Right, perfect. That’s proper answer. And the other question that I had was the EBITDA margins also that during that same period were around 20 to 23. And right now I understand that your material cost is a sizeable cost. But other than that it’s your employee and other costs which have actually gone up, reducing the operating margins rather than the material cost. Because that stayed at the 31 to 35% bang.

Saurabh Mittal

Yeah. So I mean we recognize that. See the cost, we of course reduced a lot during COVID and post Covid years. But having said that, of course the last two years we had to invest a lot in people for the ncf. So that cost was eventually going to come. And I think once that this whole process of NC NCF finishes, I think we might look at, you know, a slightly more stable employee cost base as compared to largely on payrolls. Largely on payrolls. It’s a long term period. I mean you really can’t work with employee costs being off role.

Srinath

Okay. Right. All right, sir.
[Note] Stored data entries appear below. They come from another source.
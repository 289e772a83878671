// III-IV
// Copyright 2023 Julio Merino
//
// Licensed under the Apache License, Version 2.0 (the "License"); you may not
// use this file except in compliance with the License.  You may obtain a copy
// of the License at:
//
//     http://www.apache.org/licenses/LICENSE-2.0
//
// Unless required by applicable law or agreed to in writing, software
// distributed under the License is distributed on an "AS IS" BASIS, WITHOUT
// WARRANTIES OR CONDITIONS OF ANY KIND, either express or implied.  See the
// License for the specific language governing permissions and limitations
// under the License.

//! API to update the details of a ride.

use crate::driver::Driver;
use crate::model::RideId;
use crate::rest::httputils::require_whoami;
use crate::rest::rides_post::RideRequest;
use axum::Json;
use axum::extract::{Path, State};
use axum::http::HeaderMap;
use axum::response::IntoResponse;
use rideshare_core::rest::RestError;

/// API handler.
pub(crate) async fn handler(
    State(driver): State<Driver>,
    Path(id): Path<RideId>,
    headers: HeaderMap,
    Json(request): Json<RideRequest>,
) -> Result<impl IntoResponse, RestError> {
    let whoami = require_whoami(&driver, &headers).await?;

    let (body_id, details) = request.into_parts();
    let ride = driver.update_ride(whoami, id, body_id, details).await?;

    Ok(Json(ride))
}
And through the inorganic acquisitions, is there any top line guidance on those and or it’s all inclusive in the 800 crores that you’re targeting?

Saurabh Mittal

No, inorganic is not included in the 800 crores. We are discussing a couple of opportunities. Opportunities. And whatever comes will be over and above that.

Srinath

So will it be just one time sales? If you are going to spend 50 crores on inorganic expansion, will the top line also be of similar range?

Srinath

So that depends. It’s a case by case thing so that we cannot answer as of now. It depends on the quality of the business. It depends on the metrics of the business. It depends on what that company, you know, how important do we think that acquisition is for our overall product suit.

Srinath

But what’s the industry benchmark or the valuation at which you will acquire?

Atul Soni

Industry benchmark? See, I think there is no industry benchmark here. It depends on what you are buying, why you are buying and where you are buying from. I would not be able to give an industry benchmark to you on this call.

Srinath

Okay.

Atul Soni

And if you think about the publishing industry, there have not been many acquisitions if you think about it.

Srinath

Okay, my last.

operator

Sorry to interrupt. Mr. Srinath, may I please request you to rejoin the queue

Srinath

just one last. It’s basically when will the NCRT launch the new book? They have released this circular. But by when do you expect them to come out with the phone classes?

Saurabh Mittal

Your guess is as good as mine. Was.

Atul Soni

Not answered for NCRT on this call, you know, so we have to see when it comes.

Vikas Kasturi

Okay, fine.

operator

Thank you. We have our next question from the line of Manav Jain from JS Enterprises. Please go ahead.

Manav Jain

So I just had one question. I mean the most of the answers questions, answers were done. I just wanted to understand, is the. Acquisition going to be in the digital. Front or is it going to be in the offline segment, what we are operating in? I just wanted that clarity.

Saurabh Mittal

Largely in the offline segment, it will.

Atul Soni

Be a traditional business.

Saurabh Mittal

Thank you. Okay, thank you.

operator

Thank you, ladies and gentlemen. That would be the last question for today. And I now hand the conference over to the management for closing comments.

Saurabh Mittal

Thank you for taking out time and we hope to deliver again upon whatever we have guided for during the year. And everybody be safe and thank you so much.

operator

Thank you on behalf of PL Capital. That concludes this conference. Thank you for joining us. And you may now disconnect your lines.